While they did beat the Indians in the first round, they lost to (guess who) the Yankees in the second. Once again, fans’ hopes and dreams were bashed.
Then, in 2005, the local football Seahawks entered the playoffs behind their MVP running back Shaun Alexander as the #1 seed from the National Conference. Holding form (for once), they did make it to the Super Bowl, but seemed to lack sufficient vision, or karma, or the good graces of the officials. They lost to Pittsburgh Steelers; once again, the hometown boys and the dreams of a frustrated city were foiled.
But, 13 months ago, we started to see a light flicker and grow. Out of a last second defeat to the Atlanta Falcons, the Seahawks built themselves brick by brick, day by day, into a juggernaut. To those of us following them, it seemed obvious they had all the right tools. A coach with a vision and a plan. An owner with an unlimited checkbook. A boy wonder general manager who found hidden gems off the draft day radar screen. An boy scout undersized quarterback who spoke in cliches, but actually believed and lived them (“The separation is in the preparation”, “Why not us?”). A larcenous secondary who led the league in interceptions. A punishing running back who triggered seismic events whenever the hometown crowd cheered his touchdowns. A receiving corps (decimated by injuries to their two best pass catchers) with giant chips on their shoulders.

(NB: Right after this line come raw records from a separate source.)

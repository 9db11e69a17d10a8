#![allow(dead_code)]

use tradesim::domain::series::{PriceMatrix, PriceSeries};

/// Build a matrix from per-stock price rows.
pub fn make_matrix(columns: &[&[f64]]) -> PriceMatrix {
    let series = columns
        .iter()
        .map(|prices| PriceSeries::from_prices(prices))
        .collect();
    PriceMatrix::new(series).unwrap()
}

/// A series that trades at `price` until `bankrupt_from`, then goes
/// undefined for the rest of the horizon.
pub fn bankrupt_series(price: f64, days: usize, bankrupt_from: usize) -> PriceSeries {
    let values = (0..days)
        .map(|day| (day < bankrupt_from).then_some(price))
        .collect();
    PriceSeries::new(values)
}

/// A steadily rising series: `start`, `start + step`, ...
pub fn rising_series(start: f64, step: f64, days: usize) -> PriceSeries {
    let prices: Vec<f64> = (0..days).map(|day| start + step * day as f64).collect();
    PriceSeries::from_prices(&prices)
}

And those were just the obvious suspects. Really, the entire team, all 53 of them, had skills and drive and followed a coach who knew how to use them, how to fuse them, and gave a single goal – make every day a championship opportunity.
But we’d been fooled before, been let down one too many times, by a local professional sports teams which seemed to be destined for the stars, only to have those stars crossed and erased too soon.

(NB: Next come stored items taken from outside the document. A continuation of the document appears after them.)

//! Momentum strategy driven by an oscillator.

use super::{close_positions, open_positions, DEFAULT_AMOUNT, DEFAULT_FEES};
use crate::domain::error::TradesimError;
use crate::domain::execution;
use crate::domain::indicator::oscillator::{oscillator, OscillatorKind};
use crate::domain::indicator::IndicatorSeries;
use crate::domain::portfolio::Portfolio;
use crate::domain::series::PriceMatrix;
use crate::ports::config_port::ConfigPort;
use crate::ports::ledger_port::LedgerPort;

#[derive(Debug, Clone, PartialEq)]
pub struct MomentumParams {
    pub oscillator: OscillatorKind,
    /// Oscillator window in days.
    pub window: usize,
    /// Buy when the oscillator drops below this level.
    pub low_threshold: f64,
    /// Sell when the oscillator rises above this level.
    pub high_threshold: f64,
    /// Minimum day gap after a trade before the next buy of the same stock.
    pub cool_down: usize,
    pub amount: f64,
    pub fees: f64,
}

impl Default for MomentumParams {
    fn default() -> Self {
        MomentumParams {
            oscillator: OscillatorKind::Stochastic,
            window: 7,
            low_threshold: 0.25,
            high_threshold: 0.75,
            cool_down: 7,
            amount: DEFAULT_AMOUNT,
            fees: DEFAULT_FEES,
        }
    }
}

impl MomentumParams {
    pub fn from_config(config: &dyn ConfigPort) -> Self {
        let defaults = Self::default();
        let oscillator = config
            .get_string("momentum", "oscillator")
            .and_then(|s| s.parse().ok())
            .unwrap_or(defaults.oscillator);
        MomentumParams {
            oscillator,
            window: config
                .get_int("momentum", "window", defaults.window as i64)
                .max(1) as usize,
            low_threshold: config.get_double("momentum", "low_threshold", defaults.low_threshold),
            high_threshold: config.get_double(
                "momentum",
                "high_threshold",
                defaults.high_threshold,
            ),
            cool_down: config
                .get_int("momentum", "cool_down", defaults.cool_down as i64)
                .max(0) as usize,
            amount: config.get_double("momentum", "amount", defaults.amount),
            fees: config.get_double("momentum", "fees", defaults.fees),
        }
    }
}

/// Buy oversold, sell overbought.
///
/// A stock is bought when its oscillator is below the low threshold and it
/// has either never traded or last traded more than `cool_down` days ago; it
/// is sold (fully) when the oscillator is above the high threshold, with no
/// cool-down on sells. Both actions stamp the stock's last-trade day. Days
/// with an undefined oscillator produce no action.
pub fn run_momentum(
    matrix: &PriceMatrix,
    params: &MomentumParams,
    ledger: &mut dyn LedgerPort,
) -> Result<Portfolio, TradesimError> {
    let days = matrix.days();
    let mut portfolio = open_positions(matrix, params.amount, params.fees, ledger)?;

    let oscillators: Vec<IndicatorSeries> = matrix
        .all_series()
        .iter()
        .map(|series| oscillator(series, params.window, params.oscillator))
        .collect();

    let mut last_trade: Vec<Option<usize>> = vec![None; matrix.stocks()];

    for day in 1..days {
        let prices_today = matrix.day_prices(day);
        portfolio.write_off_undefined(&prices_today);

        if day < days - 1 {
            for (stock, price) in prices_today.iter().enumerate() {
                let Some(price) = *price else {
                    continue;
                };
                let Some(level) = oscillators[stock].value(day) else {
                    continue;
                };

                let off_cool_down =
                    last_trade[stock].is_none_or(|traded| day - traded > params.cool_down);

                if level < params.low_threshold && off_cool_down {
                    execution::buy(
                        day,
                        stock,
                        params.amount,
                        price,
                        params.fees,
                        &mut portfolio,
                        ledger,
                    )?;
                    last_trade[stock] = Some(day);
                } else if level > params.high_threshold {
                    execution::sell(day, stock, price, params.fees, &mut portfolio, ledger)?;
                    last_trade[stock] = Some(day);
                }
            }
        } else {
            close_positions(day, &prices_today, params.fees, &mut portfolio, ledger)?;
        }
    }

    Ok(portfolio)
}

#[cfg(test)]
mod tests {
    use super::*;
    use crate::adapters::memory_ledger_adapter::MemoryLedger;
    use crate::domain::ledger::TradeAction;
    use crate::domain::series::PriceSeries;

    fn stoch2_params(cool_down: usize) -> MomentumParams {
        // A 2-day stochastic window is 1 on a rise and 0 on a fall, which
        // makes the signal sequence fully predictable.
        MomentumParams {
            oscillator: OscillatorKind::Stochastic,
            window: 2,
            cool_down,
            ..MomentumParams::default()
        }
    }

    #[test]
    fn buys_oversold_then_sells_overbought() {
        // Falls on days 1-2 (oscillator 0), rises on day 3 (oscillator 1).
        let matrix = PriceMatrix::new(vec![PriceSeries::from_prices(&[
            100.0, 90.0, 80.0, 120.0, 121.0,
        ])])
        .unwrap();

        let mut ledger = MemoryLedger::new();
        run_momentum(&matrix, &stoch2_params(7), &mut ledger).unwrap();

        let trades: Vec<(usize, TradeAction)> = ledger
            .records()
            .iter()
            .map(|r| (r.day, r.action))
            .collect();

        // Day 0 open; day 1 oversold buy; day 2 blocked by cool-down;
        // day 3 overbought sell; day 4 close finds nothing to sell.
        assert_eq!(
            trades,
            vec![
                (0, TradeAction::Buy),
                (1, TradeAction::Buy),
                (3, TradeAction::Sell),
            ]
        );
    }

    #[test]
    fn cool_down_zero_allows_consecutive_buys() {
        let matrix = PriceMatrix::new(vec![PriceSeries::from_prices(&[
            100.0, 90.0, 80.0, 120.0, 121.0,
        ])])
        .unwrap();

        let mut ledger = MemoryLedger::new();
        run_momentum(&matrix, &stoch2_params(0), &mut ledger).unwrap();

        let buy_days: Vec<usize> = ledger
            .records()
            .iter()
            .filter(|r| r.action == TradeAction::Buy)
            .map(|r| r.day)
            .collect();
        assert_eq!(buy_days, vec![0, 1, 2]);
    }

    #[test]
    fn sells_have_no_cool_down() {
        // Rise, fall, rise again: sell on day 1, buy on day 2, sell on day 3.
        let matrix = PriceMatrix::new(vec![PriceSeries::from_prices(&[
            100.0, 120.0, 90.0, 130.0, 131.0,
        ])])
        .unwrap();

        let mut ledger = MemoryLedger::new();
        run_momentum(&matrix, &stoch2_params(0), &mut ledger).unwrap();

        let trades: Vec<(usize, TradeAction)> = ledger
            .records()
            .iter()
            .map(|r| (r.day, r.action))
            .collect();
        assert_eq!(
            trades,
            vec![
                (0, TradeAction::Buy),
                (1, TradeAction::Sell),
                (2, TradeAction::Buy),
                (3, TradeAction::Sell),
            ]
        );
    }

    #[test]
    fn undefined_oscillator_produces_no_action() {
        // A flat series has an undefined stochastic level every day.
        let matrix =
            PriceMatrix::new(vec![PriceSeries::from_prices(&vec![100.0; 10])]).unwrap();

        let mut ledger = MemoryLedger::new();
        let portfolio = run_momentum(&matrix, &stoch2_params(0), &mut ledger).unwrap();

        assert!(portfolio.holdings().iter().all(|&h| h == 0));
        // Only the day-0 open and the final-day close.
        assert_eq!(ledger.records().len(), 2);
        assert_eq!(ledger.records()[1].day, 9);
        assert_eq!(ledger.records()[1].action, TradeAction::Sell);
    }

    #[test]
    fn bankrupt_stock_is_dropped() {
        let mut values: Vec<Option<f64>> = (0..12)
            .map(|d| Some(100.0 - d as f64 * 5.0))
            .collect();
        for value in values.iter_mut().skip(6) {
            *value = None;
        }
        let matrix = PriceMatrix::new(vec![
            PriceSeries::from_prices(&vec![100.0; 12]),
            PriceSeries::new(values),
        ])
        .unwrap();

        let mut ledger = MemoryLedger::new();
        let portfolio = run_momentum(&matrix, &stoch2_params(0), &mut ledger).unwrap();

        assert_eq!(portfolio.shares(1), 0);
        for record in ledger.records() {
            assert!(record.stock != 1 || record.day < 6);
        }
    }

    #[test]
    fn params_from_config_pick_the_oscillator() {
        use crate::adapters::file_config_adapter::FileConfigAdapter;

        let adapter = FileConfigAdapter::from_string(
            "[momentum]\noscillator = rsi\nwindow = 14\ncool_down = 3\n",
        )
        .unwrap();
        let params = MomentumParams::from_config(&adapter);
        assert_eq!(params.oscillator, OscillatorKind::Rsi);
        assert_eq!(params.window, 14);
        assert_eq!(params.cool_down, 3);
        assert!((params.low_threshold - 0.25).abs() < f64::EPSILON);
    }
}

So we, the 12th men, watched, and cheered, and waited, but suffered nonetheless from “Battered Fan Syndrome”. We spent the past 13 months expecting, anticipating a Perfect Moment, but holding back, remaining wary, unwilling to jump in with full emotional commitment. Even after Richard Sherman knocked the ball from Micheal Crabtree’s clutches in the end zone, to put his team in the Super Bowl, we still felt anxiety. Maybe even more so. Because we knew this team was the Real Deal. THIS team could be the team of the decade, like the Packers, the Steelers, the 49ers, the Cowboys, the Patriots had been in their decades. But to get to that exalted status, we still had to take the first step, the one Seattle teams had been slipping on for 35 years now.
Some days, when you’re singing, or swimming, or skiing, and maybe playing football, you find that all you’ve done before, everything you’ve learned and everything you’ve yearned for, gets crystalized and presented to the world in its final, perfect form, a platonic ideal rather than a shadow of a shadow. The background falls away, there is no longer a separation between actor and audience, between your body and the stage or field or pool or snow. There is no doubt this is what you were meant to do, at this time in this place, and it feels like forever.
43-8. The start of the Seahawks dynasty.